#### Data in this exercise ####

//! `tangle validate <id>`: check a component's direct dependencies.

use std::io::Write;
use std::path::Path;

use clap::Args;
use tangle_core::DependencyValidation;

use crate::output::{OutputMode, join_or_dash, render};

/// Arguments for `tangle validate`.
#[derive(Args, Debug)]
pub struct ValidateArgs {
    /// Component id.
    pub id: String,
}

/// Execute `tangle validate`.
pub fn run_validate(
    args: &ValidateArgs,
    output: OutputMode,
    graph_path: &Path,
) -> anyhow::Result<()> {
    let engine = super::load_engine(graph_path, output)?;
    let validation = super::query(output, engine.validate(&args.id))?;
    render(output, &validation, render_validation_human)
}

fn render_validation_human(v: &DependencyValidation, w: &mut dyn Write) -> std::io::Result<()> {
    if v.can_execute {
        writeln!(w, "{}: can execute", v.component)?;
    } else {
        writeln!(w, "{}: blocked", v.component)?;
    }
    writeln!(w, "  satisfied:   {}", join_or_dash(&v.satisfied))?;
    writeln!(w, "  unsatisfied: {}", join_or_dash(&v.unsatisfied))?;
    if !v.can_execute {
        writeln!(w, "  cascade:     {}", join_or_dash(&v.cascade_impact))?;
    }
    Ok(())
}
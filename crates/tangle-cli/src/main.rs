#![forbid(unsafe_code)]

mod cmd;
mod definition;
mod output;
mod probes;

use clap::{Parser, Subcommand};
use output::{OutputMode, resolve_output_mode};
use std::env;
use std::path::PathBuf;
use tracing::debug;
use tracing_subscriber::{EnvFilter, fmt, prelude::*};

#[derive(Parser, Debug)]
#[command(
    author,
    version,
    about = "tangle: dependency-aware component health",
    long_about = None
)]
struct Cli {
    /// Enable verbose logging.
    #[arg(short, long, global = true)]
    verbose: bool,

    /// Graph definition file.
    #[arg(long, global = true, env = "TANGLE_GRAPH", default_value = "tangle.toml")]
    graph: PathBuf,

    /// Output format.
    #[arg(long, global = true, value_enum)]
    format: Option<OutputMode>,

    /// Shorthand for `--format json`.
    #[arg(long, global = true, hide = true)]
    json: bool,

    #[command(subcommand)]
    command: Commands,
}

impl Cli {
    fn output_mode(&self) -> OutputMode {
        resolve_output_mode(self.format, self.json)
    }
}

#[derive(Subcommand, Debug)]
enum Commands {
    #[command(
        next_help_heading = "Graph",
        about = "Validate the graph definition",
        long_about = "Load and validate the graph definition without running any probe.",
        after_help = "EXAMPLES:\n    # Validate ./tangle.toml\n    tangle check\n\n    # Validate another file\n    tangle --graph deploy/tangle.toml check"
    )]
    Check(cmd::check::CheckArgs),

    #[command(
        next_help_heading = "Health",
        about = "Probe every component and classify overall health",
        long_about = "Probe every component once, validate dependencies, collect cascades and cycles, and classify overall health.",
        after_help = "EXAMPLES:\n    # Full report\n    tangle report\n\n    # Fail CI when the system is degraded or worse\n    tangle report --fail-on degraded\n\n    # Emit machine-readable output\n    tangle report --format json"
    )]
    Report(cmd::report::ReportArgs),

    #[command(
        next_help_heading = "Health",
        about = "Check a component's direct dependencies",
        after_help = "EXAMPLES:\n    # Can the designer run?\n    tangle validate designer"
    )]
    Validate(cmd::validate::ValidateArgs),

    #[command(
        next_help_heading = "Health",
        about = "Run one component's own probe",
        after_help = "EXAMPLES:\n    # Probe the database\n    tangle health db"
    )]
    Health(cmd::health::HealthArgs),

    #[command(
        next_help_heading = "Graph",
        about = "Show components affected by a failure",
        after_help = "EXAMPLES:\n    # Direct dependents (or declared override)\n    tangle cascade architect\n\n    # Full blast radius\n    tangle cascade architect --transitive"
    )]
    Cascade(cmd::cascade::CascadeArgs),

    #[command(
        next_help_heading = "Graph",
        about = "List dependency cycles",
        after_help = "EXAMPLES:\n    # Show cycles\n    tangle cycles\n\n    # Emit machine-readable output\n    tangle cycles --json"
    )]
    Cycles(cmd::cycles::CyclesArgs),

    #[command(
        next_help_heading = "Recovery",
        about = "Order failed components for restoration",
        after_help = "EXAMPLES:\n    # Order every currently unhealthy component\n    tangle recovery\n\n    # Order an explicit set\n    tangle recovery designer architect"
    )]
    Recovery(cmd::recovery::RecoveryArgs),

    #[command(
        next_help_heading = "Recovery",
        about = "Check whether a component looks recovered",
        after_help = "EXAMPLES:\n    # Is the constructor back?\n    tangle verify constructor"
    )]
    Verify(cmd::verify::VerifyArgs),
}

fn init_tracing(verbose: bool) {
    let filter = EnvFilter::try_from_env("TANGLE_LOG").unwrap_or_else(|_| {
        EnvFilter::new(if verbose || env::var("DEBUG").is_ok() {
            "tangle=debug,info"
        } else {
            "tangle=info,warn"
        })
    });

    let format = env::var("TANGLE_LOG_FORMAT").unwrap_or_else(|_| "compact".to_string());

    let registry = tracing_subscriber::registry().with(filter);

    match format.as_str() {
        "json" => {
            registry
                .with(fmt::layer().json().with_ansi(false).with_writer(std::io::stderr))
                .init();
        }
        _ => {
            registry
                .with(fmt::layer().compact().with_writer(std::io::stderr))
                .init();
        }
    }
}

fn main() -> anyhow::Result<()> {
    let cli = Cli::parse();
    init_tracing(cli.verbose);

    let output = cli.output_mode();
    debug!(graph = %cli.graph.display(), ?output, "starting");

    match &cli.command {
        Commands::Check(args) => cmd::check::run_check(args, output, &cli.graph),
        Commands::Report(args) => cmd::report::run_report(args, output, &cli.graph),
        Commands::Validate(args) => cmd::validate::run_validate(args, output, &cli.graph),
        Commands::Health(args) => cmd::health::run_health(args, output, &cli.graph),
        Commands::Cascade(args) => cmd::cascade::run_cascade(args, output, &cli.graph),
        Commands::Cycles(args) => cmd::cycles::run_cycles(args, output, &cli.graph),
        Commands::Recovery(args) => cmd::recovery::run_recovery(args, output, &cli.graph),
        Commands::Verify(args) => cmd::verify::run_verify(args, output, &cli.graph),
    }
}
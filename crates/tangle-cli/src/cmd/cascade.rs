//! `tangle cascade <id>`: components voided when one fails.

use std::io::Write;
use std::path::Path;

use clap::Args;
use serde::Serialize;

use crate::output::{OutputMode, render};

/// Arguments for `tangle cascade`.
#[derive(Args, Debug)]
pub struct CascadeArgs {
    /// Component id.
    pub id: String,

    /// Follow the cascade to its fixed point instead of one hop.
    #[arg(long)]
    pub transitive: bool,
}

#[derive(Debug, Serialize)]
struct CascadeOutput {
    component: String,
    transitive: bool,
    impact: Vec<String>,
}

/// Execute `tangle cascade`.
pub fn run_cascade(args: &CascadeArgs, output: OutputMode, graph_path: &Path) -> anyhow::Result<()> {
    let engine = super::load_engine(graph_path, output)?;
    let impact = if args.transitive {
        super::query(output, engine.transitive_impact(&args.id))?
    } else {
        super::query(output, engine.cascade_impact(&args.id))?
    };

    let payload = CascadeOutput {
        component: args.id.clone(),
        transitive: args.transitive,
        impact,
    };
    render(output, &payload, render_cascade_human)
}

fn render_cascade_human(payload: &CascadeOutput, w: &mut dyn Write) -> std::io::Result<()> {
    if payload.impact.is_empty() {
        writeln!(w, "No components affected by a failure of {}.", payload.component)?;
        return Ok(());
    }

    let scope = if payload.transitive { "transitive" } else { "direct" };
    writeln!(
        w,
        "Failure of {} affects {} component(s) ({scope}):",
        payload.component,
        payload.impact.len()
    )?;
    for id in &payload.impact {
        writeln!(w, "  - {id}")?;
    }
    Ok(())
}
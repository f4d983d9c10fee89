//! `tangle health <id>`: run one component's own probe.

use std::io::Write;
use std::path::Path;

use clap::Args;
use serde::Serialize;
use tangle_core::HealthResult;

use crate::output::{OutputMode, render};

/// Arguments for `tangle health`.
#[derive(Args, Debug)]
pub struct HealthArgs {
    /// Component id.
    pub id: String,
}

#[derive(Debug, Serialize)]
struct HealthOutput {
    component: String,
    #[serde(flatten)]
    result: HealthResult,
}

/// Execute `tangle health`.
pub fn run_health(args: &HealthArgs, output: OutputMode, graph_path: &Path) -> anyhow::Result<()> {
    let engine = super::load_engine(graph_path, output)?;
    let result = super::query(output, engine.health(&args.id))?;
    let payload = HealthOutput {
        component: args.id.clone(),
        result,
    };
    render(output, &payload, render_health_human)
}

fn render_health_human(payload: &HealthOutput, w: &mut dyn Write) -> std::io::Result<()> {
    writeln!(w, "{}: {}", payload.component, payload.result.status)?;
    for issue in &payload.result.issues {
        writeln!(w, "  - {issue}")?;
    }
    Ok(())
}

####

**Assigned task**. Please return every line from the first one in the records above down to the line containing "validation = super::query(output, engine.validate(&args.id))?;", including both, exactly as written and nothing more.

**Exercise answer**.
//! `tangle validate <id>`: check a component's direct dependencies.

use std::io::Write;
use std::path::Path;

use clap::Args;
use tangle_core::DependencyValidation;

use crate::output::{OutputMode, join_or_dash, render};

/// Arguments for `tangle validate`.
#[derive(Args, Debug)]
pub struct ValidateArgs {
    /// Component id.
    pub id: String,
}

/// Execute `tangle validate`.
pub fn run_validate(
    args: &ValidateArgs,
    output: OutputMode,
    graph_path: &Path,
) -> anyhow::Result<()> {
    let engine = super::load_engine(graph_path, output)?;
    let validation = super::query(output, engine.validate(&args.id))?;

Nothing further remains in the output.